2024-01-31T20:49:18.879Z

Highlights: US senators attack social networks for not protecting minors. Mark Zuckerberg, CEO of Meta, Facebook's parent company, was summoned to a hearing on Capitol Hill. Zuckerberg was asked to apologize to parents of child victims of online abuse. The hearing was the first time in ten months that Zuckerberg had to appear before Congress in his first appearance before the Senate Judiciary Committee in Washington, D.C. The main rhetorical slaps went to Zuckerberg, as head of Instagram, and Shou Zi Chew, from TikTok.


Mark Zuckerberg, CEO of Meta, apologizes to parents of child victims live during a hearing on Capitol Hill


“You and your companies, we know that is not your intention, but your hands are stained with blood.

“They make a product that kills people.”

The broadside launched by Republican Senator Lindsey Graham in his speech, to the enthusiastic applause of the public, was just a preview of the hostility that awaited the CEOs of the largest social networks at this Wednesday's hearing in the Upper House of Congress. on the exploitation of minors on the Internet and the need to implement legislation against predators on these platforms.

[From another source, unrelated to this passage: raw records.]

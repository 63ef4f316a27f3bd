//! Integration status for operators.

use axum::{Json, extract::State};
use serde::Serialize;
use tracing::warn;

use crate::dispatch::ProcessedMessage;
use crate::state::AppState;

#[derive(Debug, Serialize)]
pub struct StatusResponse {
    pub configured: bool,
    pub inference_available: bool,
    /// `None` when the binding store is unreachable
    pub active_bindings: Option<i64>,
    pub processed: usize,
    pub success_rate: f64,
    pub recent_messages: Vec<ProcessedMessage>,
}

/// `GET /wechat/status`
pub async fn status(State(state): State<AppState>) -> Json<StatusResponse> {
    let active_bindings = match state.store().count_active().await {
        Ok(count) => Some(count),
        Err(e) => {
            warn!(error = %e, "Failed to count active bindings");
            None
        }
    };
    let stats = state.stats().snapshot();

    Json(StatusResponse {
        configured: state.wechat().is_some(),
        inference_available: state.inference_available(),
        active_bindings,
        processed: stats.total,
        success_rate: stats.success_rate,
        recent_messages: stats.recent_messages,
    })
}
//! `PostgreSQL` binding store.
//!
//! Queries are built at runtime so the crate compiles without a live
//! database; the row shape is checked by [`BindingRow`].

use async_trait::async_trait;
use chrono::{DateTime, Utc};
use sqlx::PgPool;
use uuid::Uuid;

use zhiweijz_core::{AccountBookId, BindingId, ExternalId, UserId};

use super::{BindingStore, RepositoryError};
use crate::models::{Binding, BindingWrite};

const BINDING_COLUMNS: &str = "id, openid, user_id, default_account_book_id, is_active, \
                               version, created_at, updated_at";

// =============================================================================
// Internal Row Types
// =============================================================================

#[derive(Debug, sqlx::FromRow)]
struct BindingRow {
    id: Uuid,
    openid: String,
    user_id: Uuid,
    default_account_book_id: Option<Uuid>,
    is_active: bool,
    version: i32,
    created_at: DateTime<Utc>,
    updated_at: DateTime<Utc>,
}

impl TryFrom<BindingRow> for Binding {
    type Error = RepositoryError;

    fn try_from(row: BindingRow) -> Result<Self, Self::Error> {
        let external_id = ExternalId::parse(&row.openid).map_err(|e| {
            RepositoryError::DataCorruption(format!("invalid openid in database: {e}"))
        })?;

        Ok(Self {
            id: BindingId::new(row.id),
            external_id,
            user_id: UserId::new(row.user_id),
            account_book_id: row.default_account_book_id.map(AccountBookId::new),
            is_active: row.is_active,
            version: row.version,
            created_at: row.created_at,
            updated_at: row.updated_at,
        })
    }
}

// =============================================================================
// Store
// =============================================================================

/// Binding store backed by the `wechat_user_bindings` table.
#[derive(Clone)]
pub struct PgBindingStore {
    pool: PgPool,
}

impl PgBindingStore {
    #[must_use]
    pub const fn new(pool: PgPool) -> Self {
        Self { pool }
    }

    async fn insert(&self, write: &BindingWrite) -> Result<Option<BindingRow>, RepositoryError> {
        let sql = format!(
            "INSERT INTO wechat_user_bindings \
                 (id, openid, user_id, default_account_book_id, is_active, version) \
             VALUES ($1, $2, $3, $4, TRUE, 1) \
             ON CONFLICT (openid) DO NOTHING \
             RETURNING {BINDING_COLUMNS}"
        );
        let row = sqlx::query_as::<_, BindingRow>(&sql)
            .bind(Uuid::new_v4())
            .bind(write.external_id.as_str())
            .bind(write.user_id.as_uuid())
            .bind(write.account_book_id.map(|id| id.as_uuid()))
            .fetch_optional(&self.pool)
            .await?;
        Ok(row)
    }

    async fn update(
        &self,
        write: &BindingWrite,
        expected_version: i32,
    ) -> Result<Option<BindingRow>, RepositoryError> {
        let sql = format!(
            "UPDATE wechat_user_bindings \
             SET user_id = $2, default_account_book_id = $3, is_active = TRUE, \
                 version = version + 1, updated_at = NOW() \
             WHERE openid = $1 AND version = $4 \
             RETURNING {BINDING_COLUMNS}"
        );
        let row = sqlx::query_as::<_, BindingRow>(&sql)
            .bind(write.external_id.as_str())
            .bind(write.user_id.as_uuid())
            .bind(write.account_book_id.map(|id| id.as_uuid()))
            .bind(expected_version)
            .fetch_optional(&self.pool)
            .await?;
        Ok(row)
    }
}

#[async_trait]
impl BindingStore for PgBindingStore {
    async fn find(&self, external_id: &ExternalId) -> Result<Option<Binding>, RepositoryError> {
        let sql = format!("SELECT {BINDING_COLUMNS} FROM wechat_user_bindings WHERE openid = $1");
        let row = sqlx::query_as::<_, BindingRow>(&sql)
            .bind(external_id.as_str())
            .fetch_optional(&self.pool)
            .await?;

        row.map(TryInto::try_into).transpose()
    }

    #[tracing::instrument(skip(self, write), fields(external_id = %write.external_id))]
    async fn save(
        &self,
        write: BindingWrite,
        expected_version: Option<i32>,
    ) -> Result<Binding, RepositoryError> {
        let row = match expected_version {
            None => self.insert(&write).await?,
            Some(version) => self.update(&write, version).await?,
        };

        row.ok_or_else(|| {
            RepositoryError::Conflict(format!(
                "binding for {} changed concurrently",
                write.external_id
            ))
        })?
        .try_into()
    }

    #[tracing::instrument(skip(self))]
    async fn deactivate(
        &self,
        external_id: &ExternalId,
        expected_version: i32,
    ) -> Result<Binding, RepositoryError> {
        let sql = format!(
            "UPDATE wechat_user_bindings \
             SET is_active = FALSE, version = version + 1, updated_at = NOW() \
             WHERE openid = $1 AND version = $2 \
             RETURNING {BINDING_COLUMNS}"
        );
        let row = sqlx::query_as::<_, BindingRow>(&sql)
            .bind(external_id.as_str())
            .bind(expected_version)
            .fetch_optional(&self.pool)
            .await?;

        match row {
            Some(row) => row.try_into(),
            None => Err(RepositoryError::Conflict(format!(
                "binding for {external_id} changed concurrently"
            ))),
        }
    }

    async fn count_active(&self) -> Result<i64, RepositoryError> {
        let count: i64 =
            sqlx::query_scalar("SELECT COUNT(*) FROM wechat_user_bindings WHERE is_active")
                .fetch_one(&self.pool)
                .await?;
        Ok(count)
    }

    async fn ping(&self) -> Result<(), RepositoryError> {
        sqlx::query("SELECT 1").execute(&self.pool).await?;
        Ok(())
    }
}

Sexual predators are one of the big problems that children and adolescents face on social networks.

Others are the impossible standards of beauty and happiness;

depression, psychological and eating disorders;

the mechanisms of use and algorithms aimed at creating addiction, or cyberbullying, according to parents, specialized organizations and legislators, who accuse companies of not doing enough to protect minors and of lining their pockets thanks to this lack of control .

Summoned to the session of the Senate Judiciary Committee were Mark Zuckerberg, CEO of Meta, Facebook's parent company;

Linda Yaccarino, from X;

Shou Zi Chew, from TikTok;

Discord's Jason Citron and Snap's Evan Spiegel.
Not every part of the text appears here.